Warum Sie sich für ein Studium an der Universität zu Köln entscheiden sollten

Die Universität zu Köln ist eine der größten und traditionsreichsten Hochschulen Deutschlands. Zahlreiche Partnerschaften und Kooperationen in Wissenschaft und Wirtschaft im In- und Ausland bieten den über 40.000 Studierenden exzellente Netzwerke und machen zum Beispiel durch die international renommierte Albertus-Magnus-Professur oder den Meister-Eckhart-Preis Seminare und Vorträge von Ausnahmewissenschaftlern wie Noam Chomsky, Giorgio Agamben, Jean Luc Nancy, Michel Serres, Claude Lévi-Strauss oder Martha Nussbaum  möglich.
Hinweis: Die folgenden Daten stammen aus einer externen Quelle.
//! # Database Lease Allocator
//!
//! Decides which catalog database a pull request may use. The lease is the
//! managed label on the pull request; nothing else is stored.
//!
//! ## Decision procedure
//!
//! 1. If the item already carries a managed label, re-affirm it: the database
//!    must still be in the catalog, and an exclusive database must not be held
//!    by any other open item.
//! 2. Otherwise build the candidate pool from every exclusive database no open
//!    item holds plus every shareable database, pick one uniformly at random
//!    and attach its label.
//!
//! ## Concurrency
//!
//! Exclusive databases are claimed through [`LabelStore::try_acquire`]. Over
//! a store without a conditional write (GitHub) that is a check followed by a
//! separate write, so two concurrent allocations can both claim the same
//! exclusive database. Stores that override `try_acquire` atomically close
//! that window; a lost claim drops the database from the pool and the
//! allocator picks again.

use crate::catalog::{Catalog, Database};
use crate::error::LeaseError;
use crate::store::{database_name, label_for, LabelStore};
use rand::seq::SliceRandom;
use tracing::{debug, error, info, instrument, warn};

/// A database leased to an item.
#[derive(Debug, Clone, PartialEq, Eq)]
pub struct Allocation {
    pub name: String,
    pub database: Database,
    /// True when the item already held this lease before the call.
    pub reused: bool,
}

/// Allocates catalog databases through a label store.
pub struct Allocator<'a, S: LabelStore + ?Sized> {
    catalog: &'a Catalog,
    store: &'a S,
}

impl<'a, S: LabelStore + ?Sized> Allocator<'a, S> {
    #[must_use]
    pub fn new(catalog: &'a Catalog, store: &'a S) -> Self {
        Self { catalog, store }
    }

    /// Return the database `item` may use, leasing one if necessary.
    ///
    /// # Errors
    /// - `LeaseError::Store` wrapping `MultipleLabelsAttached` if the item
    ///   carries more than one managed label
    /// - `LeaseError::UnknownDatabaseLabel` if the item's label names a
    ///   database missing from the catalog
    /// - `LeaseError::LabelAlreadyShared` if the item's exclusive database is
    ///   also held by another open item
    /// - `LeaseError::NoDatabaseAvailable` if the candidate pool is empty
    #[instrument(skip(self))]
    pub async fn allocate(&self, item: u64) -> Result<Allocation, LeaseError> {
        match self.store.attached_managed_label(item).await? {
            Some(label) => self.reaffirm(item, &label).await,
            None => self.acquire(item).await,
        }
    }

    async fn reaffirm(&self, item: u64, label: &str) -> Result<Allocation, LeaseError> {
        let name = database_name(label).unwrap_or(label);
        let Some(database) = self.catalog.get(name) else {
            error!("Attached label database {name} is not available in the config");
            return Err(LeaseError::UnknownDatabaseLabel(name.to_string()));
        };

        if !self.store.is_attached_to_exactly_one_open_item(label).await? && !database.share {
            error!("Attached label database {name} is already assigned to another PR");
            return Err(LeaseError::LabelAlreadyShared(name.to_string()));
        }

        info!("Reusing database {name} already leased to #{item}");
        Ok(Allocation {
            name: name.to_string(),
            database: database.clone(),
            reused: true,
        })
    }

    async fn acquire(&self, item: u64) -> Result<Allocation, LeaseError> {
        let mut candidates = self.free_exclusive().await?;
        candidates.extend(self.catalog.shareable().map(|(name, _)| name));
        debug!(?candidates, "Candidate pool");

        loop {
            let Some(name) = pick(&candidates) else {
                error!("Databases are not available");
                return Err(LeaseError::NoDatabaseAvailable);
            };
            let Some(database) = self.catalog.get(name) else {
                return Err(LeaseError::UnknownDatabaseLabel(name.to_string()));
            };
            let label = label_for(name);

            if database.share {
                self.store.set_label(item, &label).await?;
            } else if !self.store.try_acquire(&label, item).await? {
                warn!("Database {name} was claimed concurrently, choosing again");
                candidates.retain(|candidate| *candidate != name);
                continue;
            }

            info!("Leased database {name} to #{item}");
            return Ok(Allocation {
                name: name.to_string(),
                database: database.clone(),
                reused: false,
            });
        }
    }

    /// Exclusive databases no open item holds, registering missing labels.
    async fn free_exclusive(&self) -> Result<Vec<&'a str>, LeaseError> {
        let existing = self.store.list_managed_labels().await?;
        let mut free = Vec::new();

        for (name, _) in self.catalog.exclusive() {
            let label = label_for(name);
            if !existing.contains(&label) {
                info!("Adding missing label for database {name}");
                self.store.create_label(&label).await?;
            }
            if !self.store.is_attached_to_any_open_item(&label).await? {
                free.push(name);
            }
        }

        Ok(free)
    }
}

/// Remove the item's lease, if it has one. Returns the released database.
///
/// # Errors
/// Returns `LeaseError::Store` if the store fails or the item carries more
/// than one managed label.
#[instrument(skip(store))]
pub async fn release<S: LabelStore + ?Sized>(
    store: &S,
    item: u64,
) -> Result<Option<String>, LeaseError> {
    let Some(label) = store.attached_managed_label(item).await? else {
        info!("No database leased to #{item}");
        return Ok(None);
    };

    store.remove_label(item, &label).await?;
    let name = database_name(&label).unwrap_or(&label).to_string();
    info!("Released database {name} from #{item}");
    Ok(Some(name))
}

fn pick<'c>(candidates: &[&'c str]) -> Option<&'c str> {
    candidates.choose(&mut rand::thread_rng()).copied()
}
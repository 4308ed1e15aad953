//! Configuration loading and placeholder resolution for preview environments.
//!
//! Config documents under `.prenv/` are plain JSON. String values of the form
//! `${source:key}` are resolved at load time from one of three sources:
//!
//! - `${tf:name}`: an output of the remote Terraform state
//! - `${ssm:/path}`: a secret parameter
//! - `${env:NAME}`: a variable of the explicit [`Environment`] context
//!
//! # Usage
//!
//! ```no_run
//! use prenv_config::{loader, AwsCliParameterStore, Environment, Resolver, StateOutputs};
//!
//! # async fn example() -> Result<(), Box<dyn std::error::Error>> {
//! let outputs = StateOutputs::fetch("terraform.tfstate").await?;
//! let env = Environment::from_process();
//! let store = AwsCliParameterStore;
//!
//! let raw = loader::load(".prenv/task_definition.json")?;
//! let resolved = Resolver::new(&outputs, &store, &env).resolve(&raw).await?;
//! loader::write_document(&resolved, ".prenv/deployment_config.json")?;
//! # Ok(())
//! # }
//! ```

#![warn(clippy::pedantic)]
#![allow(clippy::module_name_repetitions)]

pub mod ecs;
pub mod environment;
pub mod error;
pub mod loader;
pub mod outputs;
pub mod parameters;
pub mod resolver;

pub use ecs::{DnsConfig, EcsConfig, PublicIp};
pub use environment::{Environment, BINDING_PREFIX};
pub use error::{ConfigError, KeyProblem, ParameterError, ResolveError};
pub use outputs::StateOutputs;
pub use parameters::{assume_role, AwsCliParameterStore, Credentials, ParameterStore};
pub use resolver::{Placeholder, Resolver, Source};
Die Universität zu Köln verfügt im Bereich der Gender Studies über (inter-) disziplinär ausdifferenzierte, innovative Forschungen und Expertisen, die mit der Gründung des hochschulweiten Zentrums Gender Studies in Köln (GeStiK) im Jahr 2012 einen institutionellen Rahmen erhält. Das Zentrum baut außerwissenschaftliche Kooperationsbeziehungen mit Institutionen aus Kultur, Politik, Wirtschaft und Bildung aus, pflegt internationale wissenschaftliche Kommunikation und Kooperation und betreibt strukturierte Forschungs- und Nachwuchsförderung. Über diese wissenschaftlichen Angebote hinaus profitieren Sie zudem vom Serviceangebot der Universität zu Köln bei der Beratung zum Auslandsaufenthalt und zur Berufswahl (z. B. durch das Professional Center oder das Career Service Center) sowie vom breiten Freizeit- und Campussportangebot.
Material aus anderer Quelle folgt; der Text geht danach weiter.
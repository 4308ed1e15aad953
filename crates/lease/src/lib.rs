//! Database leases for preview environments.
//!
//! A pool of named databases is shared between concurrently running pull
//! requests. The only persistence is the issue tracker: a pull request holds
//! a database while it carries the `db:<name>` label.
//!
//! # Architecture
//!
//! - [`Catalog`] / [`Database`]: the databases in `database_config.json`
//! - [`LabelStore`]: label operations the allocator needs from the tracker
//! - [`GitHubLabelStore`]: GitHub REST implementation
//! - [`InMemoryLabelStore`]: in-process implementation with interleaving hooks
//! - [`Allocator`]: the lease decision procedure
//! - [`release`]: the teardown path that drops a pull request's lease

#![warn(clippy::pedantic)]
#![allow(clippy::module_name_repetitions)]

pub mod allocator;
pub mod catalog;
pub mod error;
pub mod store;

pub use allocator::{release, Allocation, Allocator};
pub use catalog::{Catalog, Database};
pub use error::{LabelStoreError, LeaseError};
pub use store::{label_for, GitHubLabelStore, InMemoryLabelStore, LabelStore, MANAGED_PREFIX};
//! CLI for preview environment provisioning
//!
//! Run `prenv --help` for usage information.

// CLI binaries legitimately need println! for user output
#![allow(clippy::disallowed_macros)]

mod commands;
mod context;
mod export;

use anyhow::Result;
use clap::{Parser, Subcommand};
use commands::DeployArgs;
use context::Context;
use prenv_config::Environment;
use std::path::PathBuf;
use tracing_subscriber::{fmt, prelude::*, EnvFilter};

#[derive(Parser, Debug)]
#[command(name = "prenv")]
#[command(about = "Per-pull-request preview environments")]
#[command(version)]
struct Cli {
    /// Enable verbose logging
    #[arg(short, long, global = true)]
    verbose: bool,

    /// Directory holding the JSON config documents
    #[arg(long, env = "PRENV_CONFIG_DIR", default_value = ".prenv", global = true)]
    config_dir: PathBuf,

    /// Terraform state to read `${tf:...}` outputs from (local path or s3:// URL)
    #[arg(long, env = "PRENV_TFSTATE", global = true)]
    tfstate: Option<String>,

    /// Role to assume before reading `${ssm:...}` parameters
    #[arg(long, env = "PRENV_SSM_ROLE", global = true)]
    ssm_role: Option<String>,

    #[command(subcommand)]
    command: Commands,
}

#[derive(Clone, Copy, Debug, Default, PartialEq, Eq, clap::ValueEnum)]
pub enum OutputFormat {
    #[default]
    Env,
    Json,
}

#[derive(Subcommand, Debug)]
enum Commands {
    /// Validate and resolve every config document without side effects
    Check {
        #[command(flatten)]
        deploy: DeployArgs,
    },

    /// Resolve the task definition into the deployment config
    Render {
        #[command(flatten)]
        deploy: DeployArgs,

        /// Output path (defaults to deployment_config.json in the config directory)
        #[arg(short, long)]
        output: Option<PathBuf>,
    },

    /// Replace `PRENV_*` variable names in a text file with their values
    Template {
        /// Template file
        input: PathBuf,

        /// Destination file
        output: PathBuf,
    },

    /// Database lease management
    Database {
        #[command(subcommand)]
        action: DatabaseAction,
    },
}

#[derive(Subcommand, Debug)]
enum DatabaseAction {
    /// Lease a database to a pull request and print its bindings
    Allocate {
        #[command(flatten)]
        deploy: DeployArgs,

        /// GitHub token used for label operations
        #[arg(long, env = "GITHUB_TOKEN", hide_env_values = true)]
        github_token: String,

        /// Output format: env, json
        #[arg(short, long, default_value = "env")]
        format: OutputFormat,

        /// Append the bindings to this file (typically `$GITHUB_ENV`)
        #[arg(long, env = "GITHUB_ENV")]
        github_env: Option<PathBuf>,
    },

    /// Drop the database lease held by a pull request
    Release {
        #[command(flatten)]
        deploy: DeployArgs,

        /// GitHub token used for label operations
        #[arg(long, env = "GITHUB_TOKEN", hide_env_values = true)]
        github_token: String,
    },
}

async fn context(cli: &Cli) -> Result<Context> {
    Context::build(
        &cli.config_dir,
        cli.tfstate.as_deref(),
        cli.ssm_role.as_deref(),
        Environment::from_process(),
    )
    .await
}

#[tokio::main]
async fn main() -> Result<()> {
    let cli = Cli::parse();

    // Initialize tracing; stdout carries command output
    let filter = EnvFilter::try_from_default_env().unwrap_or_else(|_| {
        if cli.verbose {
            EnvFilter::new("debug")
        } else {
            EnvFilter::new("info")
        }
    });

    tracing_subscriber::registry()
        .with(
            fmt::layer()
                .with_target(false)
                .with_writer(std::io::stderr),
        )
        .with(filter)
        .init();

    match &cli.command {
        Commands::Check { deploy } => commands::run_check(context(&cli).await?, deploy).await,
        Commands::Render { deploy, output } => {
            commands::run_render(context(&cli).await?, deploy, output.clone()).await
        }
        Commands::Template { input, output } => {
            commands::run_template(&Environment::from_process(), input, output)
        }
        Commands::Database { action } => match action {
            DatabaseAction::Allocate {
                deploy,
                github_token,
                format,
                github_env,
            } => {
                commands::run_allocate(
                    context(&cli).await?,
                    deploy,
                    github_token,
                    *format,
                    github_env.as_deref(),
                )
                .await
            }
            DatabaseAction::Release {
                deploy,
                github_token,
            } => commands::run_release(deploy, github_token).await,
        },
    }
}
Warum Sie sich für ein Studium in Köln entscheiden sollten

Als eine der wichtigsten Kultur- und 'Medienstädte' Deutschlands bietet Ihnen Köln zahlreiche Anknüpfungspunkte, die im Masterstudiengang English Studies bzw. North American Studies erlernten Inhalte zu vertiefen, anzuwenden und zu ergänzen. Die verschiedensten Institutionen, kulturellen Einrichtungen, Verlage und Betriebe bieten Ihnen nicht nur exzellente Karrieremöglichkeiten nach dem Studium, sondern auch die Möglichkeit zu studiumsbegleitenden Praktika oder Volontariaten. Das Kulturangebot der Rheinmetropole ergänzt das Lehr- und Forschungsangebot: die lit.Cologne zum Beispiel ist mit über 175 Veranstaltungen eines der größten Literaturfestivals in Europa und das Literaturhaus Köln bietet eine breite Palette von Möglichkeiten der Begegnung mit Literatur und Literaturschaffenden von Umberto Eco bis Paul Auster. Besonders attraktiv für die Studierenden der Masterstudiengänge am Englischen Seminar ist auch die Zusammenarbeit mit dem Amerikahaus Köln, das regelmäßig Lesungen, Vorträge und Konzerte organisiert. Studierende mit Interessensschwerpunkt Drama finden auf den über 40 Bühnen ein reichhaltiges Programm, das sich von Oper über Schauspiel und Poetry Slam bis hin zur Performance-Kunst erstreckt. An die 20 Kinos in Köln bieten neben den neusten Filmen auch Arthouse-Programme und Vorstellungen in Englisch und weiteren Originalsprachen an. Ergänzt wird dieses Angebot durch zahlreiche Filmfestivals und Retrospektiven sowie die Arbeit des Filmhauses, welche Filmschaffen, Medienbildung und Kinokultur eng miteinander verbindet. Darüber hinaus präsentieren unzählige Museen Kunst und Kultur von der Antike bis zur Gegenwart. So finden sich im Museum Ludwig oder Wallraf-Richartz-Museum regelmäßig Ausstellungen mit Bezug zu den Inhalten des Masterstudiums, zum Beispiel zur Malerei der australischen Aborigines oder zur Gegenwartskunst Amerikas. Ergänzt wird dieses öffentliche Angebot durch zahlreiche private Galerien und Ausstellungshäuser, die in der jährlichen Veranstaltung Passagen ein deutschlandweit einmaliges Angebot an Design und Architektur ausstellen. Neben den hier genannten Ausschnitten aus dem Kölner Kulturangebot profitieren Sie natürlich auch von der geographischen Nähe zu den Kulturzentren im Ruhrgebiet, im Dreiländereck Niederlande-Belgien-Deutschland und von der guten Anbindung an Metropolen wie Brüssel, Paris oder London.